2. Tenzo- It uses machine learning for sales forecasting and ensures that supply orders are accurate, and food wastage is minimized. Tenzo connects with all frontline POS and inventory management platforms, letting businesses increase communication efficiency, conserve time, and reduce errors. Tenzo is mobile-friendly, allowing you to stay in the loop wherever you are. By correctly estimating sales for each dish, Tenzo allows businesses to save money and the environment. It lets restaurants calculate the percentage wastage for each ingredient. Sales can be predicted up to 21 days in the future with the help of Tenzo's predictive analytics engine.

3. Winnow- It lets businesses reduce food wastage by half, and thereby, become more profitable, productive, and sustainable. Winnow Vision offers artificial intelligence-enabled tracking of food waste. Once trained, this technology needs almost no data entry or staff training, and yet provides meaningful insights into the food wastage in your kitchen. With the help of smart meter technology connected to food waste bins, the Winnow food waste management system tracks the ways in which food wastage is happening. Besides, Winnow Sense shows you how much is being wasted by your customers.

4. Too Good To Go- You can list surplus food as a surprise Magic Bag on the Too Good To Go app. Customers looking for unsold food can pre-pay for Magic Bags through the app. Customers can then pick up their Magic Bags from your establishment. This technology lets businesses discover new consumers while recovering sunk costs. Food wastage can also be minimized and the environment saved. Too Good To Go has partnered with some of the biggest food businesses in the world to redefine product packaging, reclassify product labeling, and change how we determine whether a food item is safe for consumption.

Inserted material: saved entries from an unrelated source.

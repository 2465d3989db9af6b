//! Expression levels, from assignment down to base terms.

use roze_eval::operators::{table_for, Dispatch, ADD};
use roze_eval::{ExecKind, ExecNode, PipelineStage, Value};
use roze_ir::ast::{
    Addition, Assignment, Base, BaseKind, Comparison, Expression, KeyValue, Logical,
    Multiplication, Pipe, Series, Unary, UnaryKind,
};
use roze_ir::{AssignOp, BinaryOp, LogicalOp, PipeOp, Span, UnaryOp};
use roze_types::{Recorded, Type};

use crate::errors::{
    empty_expression, invalid_assignment_target, invalid_key, invalid_operator, non_bool_logical,
    operand_mismatch, type_change,
};
use crate::Compiler;

/// Substitute for a node that failed to compile.
fn null(span: Span) -> ExecNode {
    ExecNode::new(ExecKind::Literal(Value::null()), span)
}

impl Compiler<'_> {
    /// Compile an expression statement. An empty one becomes `#null`.
    pub fn compile_expression(&mut self, expression: &Expression) -> ExecNode {
        roze_stack::ensure_sufficient_stack(|| match &expression.assignment {
            Some(assignment) => self.assignment(assignment),
            None => {
                self.errors.push(empty_expression(expression.span));
                null(expression.span)
            }
        })
    }

    fn assignment(&mut self, assignment: &Assignment) -> ExecNode {
        let target = self.pipe(&assignment.pipe);
        let Some(operation) = &assignment.operation else {
            return target;
        };
        let value = self.pipe(&operation.operand);
        let op = operation.op.as_symbol();

        let ExecKind::Identifier(name) = target.kind else {
            self.errors
                .push(invalid_assignment_target(target.span, op));
            return null(assignment.span);
        };

        let ty = value.ty(self.registry);
        match self.registry.record(name, ty) {
            Recorded::Conflict { existing } => {
                let diagnostic = type_change(value.span, self.name(name), existing, ty);
                self.errors.push(diagnostic);
            }
            recorded => {
                tracing::trace!(variable = self.name(name), %ty, ?recorded, "assignment");
            }
        }

        let value = Box::new(value);
        let kind = match operation.op {
            AssignOp::Bind => ExecKind::Assign { name, value },
            AssignOp::PlusAssign => {
                let current = self.registry.type_of(name);
                if !current.is_unknown() && !ADD.supports(current) {
                    self.errors
                        .push(invalid_operator(assignment.span, op, current));
                }
                ExecKind::PlusAssign { name, value }
            }
        };
        ExecNode::new(kind, assignment.span)
    }

    fn pipe(&mut self, pipe: &Pipe) -> ExecNode {
        let first = self.logical(&pipe.first);
        if pipe.rest.is_empty() {
            return first;
        }

        let mut stages = Vec::with_capacity(pipe.rest.len() + 1);
        stages.push(PipelineStage {
            node: first,
            complete: false,
        });
        for operation in &pipe.rest {
            stages.push(PipelineStage {
                node: self.logical(&operation.operand),
                complete: operation.op == PipeOp::PipeComplete,
            });
        }
        ExecNode::new(ExecKind::Pipeline(stages), pipe.span)
    }

    /// `&&` and `||` need a left operand known to be `bool`. Each fold
    /// yields `bool`, so only the first operand is checked.
    fn logical(&mut self, logical: &Logical) -> ExecNode {
        let mut node = self.comparison(&logical.first);
        let Some(first) = logical.rest.first() else {
            return node;
        };

        let ty = node.ty(self.registry);
        if ty != Type::Bool {
            self.errors
                .push(non_bool_logical(node.span, first.op.as_symbol(), ty));
        }

        for operation in &logical.rest {
            let right = self.comparison(&operation.operand);
            let span = node.span.merge(right.span);
            let (left, right) = (Box::new(node), Box::new(right));
            let kind = match operation.op {
                LogicalOp::And => ExecKind::And(left, right),
                LogicalOp::Or => ExecKind::Or(left, right),
            };
            node = ExecNode::new(kind, span);
        }
        node
    }

    fn comparison(&mut self, comparison: &Comparison) -> ExecNode {
        let mut node = self.series(&comparison.first);
        for operation in &comparison.rest {
            let right = self.series(&operation.operand);
            node = self.binary(operation.op, node, right);
        }
        node
    }

    fn series(&mut self, series: &Series) -> ExecNode {
        let from = self.key_value(&series.from);
        let Some(to) = &series.to else {
            return from;
        };
        let to = self.key_value(to);
        ExecNode::new(
            ExecKind::Series {
                from: Box::new(from),
                to: Box::new(to),
            },
            series.span,
        )
    }

    fn key_value(&mut self, key_value: &KeyValue) -> ExecNode {
        let key = self.addition(&key_value.key);
        let Some(value) = &key_value.value else {
            return key;
        };

        let ty = key.ty(self.registry);
        if !ty.is_unknown() && ty != Type::String {
            self.errors.push(invalid_key(key.span, ty));
        }
        let value = self.addition(value);
        ExecNode::new(
            ExecKind::KeyValue {
                key: Box::new(key),
                value: Box::new(value),
            },
            key_value.span,
        )
    }

    fn addition(&mut self, addition: &Addition) -> ExecNode {
        let mut node = self.multiplication(&addition.first);
        for operation in &addition.rest {
            let right = self.multiplication(&operation.operand);
            node = self.binary(operation.op, node, right);
        }
        node
    }

    fn multiplication(&mut self, multiplication: &Multiplication) -> ExecNode {
        let mut node = self.unary(&multiplication.first);
        for operation in &multiplication.rest {
            let right = self.unary(&operation.operand);
            node = self.binary(operation.op, node, right);
        }
        node
    }

    /// Fold one table-dispatched operation onto `left`.
    ///
    /// With both operand types known the cell is chosen now, keyed by the
    /// left type. An `Unknown` on either side leaves the choice to run time.
    fn binary(&mut self, op: BinaryOp, left: ExecNode, right: ExecNode) -> ExecNode {
        let span = left.span.merge(right.span);
        let table = table_for(op);
        let left_ty = left.ty(self.registry);
        let right_ty = right.ty(self.registry);

        let dispatch = if left_ty.conflicts_with(right_ty) {
            self.errors
                .push(operand_mismatch(span, op.as_symbol(), left_ty, right_ty));
            Dispatch::Deferred(table)
        } else if left_ty.is_unknown() || right_ty.is_unknown() {
            Dispatch::Deferred(table)
        } else if let Some(cell) = table.cell(left_ty) {
            Dispatch::Direct(cell)
        } else {
            self.errors
                .push(invalid_operator(span, op.as_symbol(), left_ty));
            Dispatch::Deferred(table)
        };

        let (left, right) = (Box::new(left), Box::new(right));
        let kind = if op.is_comparison() {
            ExecKind::Compare {
                op,
                dispatch,
                left,
                right,
            }
        } else {
            ExecKind::Binary {
                op,
                dispatch,
                ty: left_ty,
                left,
                right,
            }
        };
        ExecNode::new(kind, span)
    }

    fn unary(&mut self, unary: &Unary) -> ExecNode {
        let (op, operand) = match &unary.kind {
            UnaryKind::Base(base) => return self.base(base),
            UnaryKind::Op { op, operand } => (*op, self.unary(operand)),
        };

        let ty = operand.ty(self.registry);
        let valid = match op {
            UnaryOp::Not => matches!(ty, Type::Bool | Type::Unknown),
            UnaryOp::Neg => matches!(ty, Type::Integer | Type::Float | Type::Unknown),
        };
        if !valid {
            self.errors
                .push(invalid_operator(unary.span, op.as_symbol(), ty));
        }

        let operand = Box::new(operand);
        let kind = match op {
            UnaryOp::Not => ExecKind::Not(operand),
            UnaryOp::Neg => ExecKind::Negate(operand),
        };
        ExecNode::new(kind, unary.span)
    }

    fn base(&mut self, base: &Base) -> ExecNode {
        let kind = match &base.kind {
            BaseKind::Bool(value) => ExecKind::Literal(Value::Bool(*value)),
            BaseKind::Float(value) => ExecKind::Literal(Value::Float(*value)),
            BaseKind::Integer(value) => ExecKind::Literal(Value::Int(*value)),
            BaseKind::Tag(name) => ExecKind::Literal(Value::Tag(*name)),
            BaseKind::Str(text) => ExecKind::Literal(Value::string(text)),
            BaseKind::Ident(name) => ExecKind::Identifier(*name),
            BaseKind::Subexpression(expression) => return self.compile_expression(expression),
            BaseKind::List(items) => ExecKind::List(
                items
                    .iter()
                    .map(|item| self.compile_expression(item))
                    .collect(),
            ),
            BaseKind::UnnamedFunction(function) => ExecKind::Function(self.function(
                None,
                &function.params,
                &function.body,
                function.span,
            )),
            BaseKind::Invocation { name, args } => ExecKind::Invoke {
                name: *name,
                args: args.iter().map(|arg| self.compile_expression(arg)).collect(),
            },
        };
        ExecNode::new(kind, base.span)
    }
}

5. Copia- It lets businesses donate surplus food, receive better tax deductions, and get valuable information for making food-purchasing decisions. Restaurants utilize Copia's technology to comprehend trends in overproduction, lessen surplus over the course of time, and guarantee that extra food is reallocated to feed the hungry. You may arrange pickups of your extra food through the Copia app. A company can anticipate a $14 return on investment for every dollar it contributes to reducing food waste.

Final Word

Therefore, as is evident, the sustainability of food systems is threatened by food loss and waste. The wastage or loss of food causes entire resources used for producing food to get squandered as well. This includes land, labor, and water. Additionally, the landfilling of food waste produces greenhouse gases that contribute to climate change. Food security and availability can be significantly impacted by food loss and waste, which consequently raises food prices.

Food systems can never be resilient without being sustainable. Hence, businesses must prioritize the implementation of integrated strategies intended to lower food loss and wastage.

While three million child deaths across the world happen as a result of malnutrition, 3.9 billion gallons of milk are simply thrown away in the US, according to the World Food Program. This is totally unacceptable. The Food and Agricultural Organization (FAO) estimates that one-fourth of the food that is wasted each year could feed everyone who is hungry in the world.

Tech solutions need to be adopted in a big way by households, retail shops, and foodservice businesses to cut food wastage.

By 2050, the UN predicts that the world's food output would have to be doubled, in part due to the rising demand for meat, which comes from resource-guzzling livestock. The catch is that food production has to be increased without acquiring more land while adjusting to the challenge of fast deteriorating soils. In such a scenario, minimizing avoidable food loss and waste would make our lives a lot easier as we seek to ensure food security for our coming generations.